## Stored data entries
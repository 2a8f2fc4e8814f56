use crate::core::endpoints::{DEFAULT_BACKEND_URL, DEFAULT_RELATED_LIMIT};
use crate::core::ConfigProvider;
use crate::utils::error::{LoaderError, Result};
use crate::utils::validation::{validate_provider, Validate};
use regex::Regex;
use serde::{Deserialize, Serialize};
use std::path::Path;
use std::sync::OnceLock;

#[derive(Debug, Clone, Default, Serialize, Deserialize)]
#[serde(default)]
pub struct TomlConfig {
    pub backend: BackendConfig,
    pub list: ListConfig,
    pub detail: DetailConfig,
}

#[derive(Debug, Clone, Serialize, Deserialize)]
#[serde(default)]
pub struct BackendConfig {
    pub base_url: String,
}

impl Default for BackendConfig {
    fn default() -> Self {
        Self {
            base_url: DEFAULT_BACKEND_URL.to_string(),
        }
    }
}

#[derive(Debug, Clone, Default, Serialize, Deserialize)]
#[serde(default)]
pub struct ListConfig {
    pub include_digest: bool,
    pub skip: Option<usize>,
    pub limit: Option<usize>,
}

#[derive(Debug, Clone, Serialize, Deserialize)]
#[serde(default)]
pub struct DetailConfig {
    pub include_related: bool,
    pub related_limit: usize,
}

impl Default for DetailConfig {
    fn default() -> Self {
        Self {
            include_related: false,
            related_limit: DEFAULT_RELATED_LIMIT,
        }
    }
}

impl TomlConfig {
    /// 從 TOML 檔案載入配置
    pub fn from_file<P: AsRef<Path>>(path: P) -> Result<Self> {
        let content = std::fs::read_to_string(&path)?;
        Self::from_toml_str(&content)
    }

    /// 從 TOML 字串解析配置
    pub fn from_toml_str(content: &str) -> Result<Self> {
        let processed_content = Self::substitute_env_vars(content);

        toml::from_str(&processed_content).map_err(|e| LoaderError::ConfigValidationError {
            field: "toml_parsing".to_string(),
            message: format!("TOML parsing error: {}", e),
        })
    }

    /// 替換環境變數 (例如 ${BACKEND_URL})，未設定的變數保留原樣
    fn substitute_env_vars(content: &str) -> String {
        static ENV_VAR: OnceLock<Regex> = OnceLock::new();
        let re = ENV_VAR.get_or_init(|| {
            Regex::new(r"\$\{([^}]+)\}").expect("env var pattern is a valid regex")
        });

        re.replace_all(content, |caps: &regex::Captures| {
            let var_name = &caps[1];
            std::env::var(var_name).unwrap_or_else(|_| format!("${{{}}}", var_name))
        })
        .into_owned()
    }
}

impl ConfigProvider for TomlConfig {
    fn backend_url(&self) -> &str {
        &self.backend.base_url
    }

    fn include_digest(&self) -> bool {
        self.list.include_digest
    }

    fn include_related(&self) -> bool {
        self.detail.include_related
    }

    fn related_limit(&self) -> usize {
        self.detail.related_limit
    }

    fn article_skip(&self) -> Option<usize> {
        self.list.skip
    }

    fn article_limit(&self) -> Option<usize> {
        self.list.limit
    }
}

impl Validate for TomlConfig {
    fn validate(&self) -> Result<()> {
        validate_provider(self)
    }
}

#[cfg(test)]
mod tests {
    use super::*;
    use std::io::Write;
    use tempfile::NamedTempFile;

    #[test]
    fn test_parse_full_toml_config() {
        let toml_content = r#"
[backend]
base_url = "http://localhost:8000"

[list]
include_digest = true
skip = 10
limit = 20

[detail]
include_related = true
related_limit = 3
"#;

        let config = TomlConfig::from_toml_str(toml_content).unwrap();

        assert_eq!(config.backend_url(), "http://localhost:8000");
        assert!(config.include_digest());
        assert_eq!(config.article_skip(), Some(10));
        assert_eq!(config.article_limit(), Some(20));
        assert!(config.include_related());
        assert_eq!(config.related_limit(), 3);
        assert!(config.validate().is_ok());
    }

    #[test]
    fn test_empty_config_uses_defaults() {
        let config = TomlConfig::from_toml_str("").unwrap();

        assert_eq!(config.backend_url(), "http://backend:8000");
        assert!(!config.include_digest());
        assert!(!config.include_related());
        assert_eq!(config.related_limit(), 5);
        assert_eq!(config.article_limit(), None);
    }

    #[test]
    fn test_env_var_substitution() {
        std::env::set_var("ARTICLE_LOADERS_TEST_BACKEND", "https://news.example.com");

        let toml_content = r#"
[backend]
base_url = "${ARTICLE_LOADERS_TEST_BACKEND}"
"#;

        let config = TomlConfig::from_toml_str(toml_content).unwrap();
        assert_eq!(config.backend_url(), "https://news.example.com");

        std::env::remove_var("ARTICLE_LOADERS_TEST_BACKEND");
    }

    #[test]
    fn test_unset_env_var_is_left_in_place() {
        let toml_content = r#"
[backend]
base_url = "${ARTICLE_LOADERS_SURELY_UNSET}"
"#;

        let config = TomlConfig::from_toml_str(toml_content).unwrap();
        assert_eq!(config.backend_url(), "${ARTICLE_LOADERS_SURELY_UNSET}");
        assert!(config.validate().is_err());
    }

    #[test]
    fn test_config_validation() {
        let config = TomlConfig::from_toml_str(
            r#"
[detail]
related_limit = 500
"#,
        )
        .unwrap();
        assert!(config.validate().is_err());
    }

    #[test]
    fn test_invalid_toml_is_reported() {
        let err = TomlConfig::from_toml_str("[backend\nbase_url = 1").unwrap_err();
        assert!(matches!(err, LoaderError::ConfigValidationError { .. }));
    }

    #[test]
    fn test_config_from_file() {
        let mut temp_file = NamedTempFile::new().unwrap();

        let toml_content = r#"
[backend]
base_url = "http://127.0.0.1:9000"
"#;

        temp_file.write_all(toml_content.as_bytes()).unwrap();

        let config = TomlConfig::from_file(temp_file.path()).unwrap();
        assert_eq!(config.backend_url(), "http://127.0.0.1:9000");
    }

    #[test]
    fn test_missing_file_is_io_error() {
        let err = TomlConfig::from_file("/definitely/not/here.toml").unwrap_err();
        assert!(matches!(err, LoaderError::IoError(_)));
    }
}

## What to work on
If a line in the entries above contains the word "Result", copy it.

## Your solution
use crate::utils::error::{LoaderError, Result};
    pub fn from_file<P: AsRef<Path>>(path: P) -> Result<Self> {
    pub fn from_toml_str(content: &str) -> Result<Self> {
    fn validate(&self) -> Result<()> {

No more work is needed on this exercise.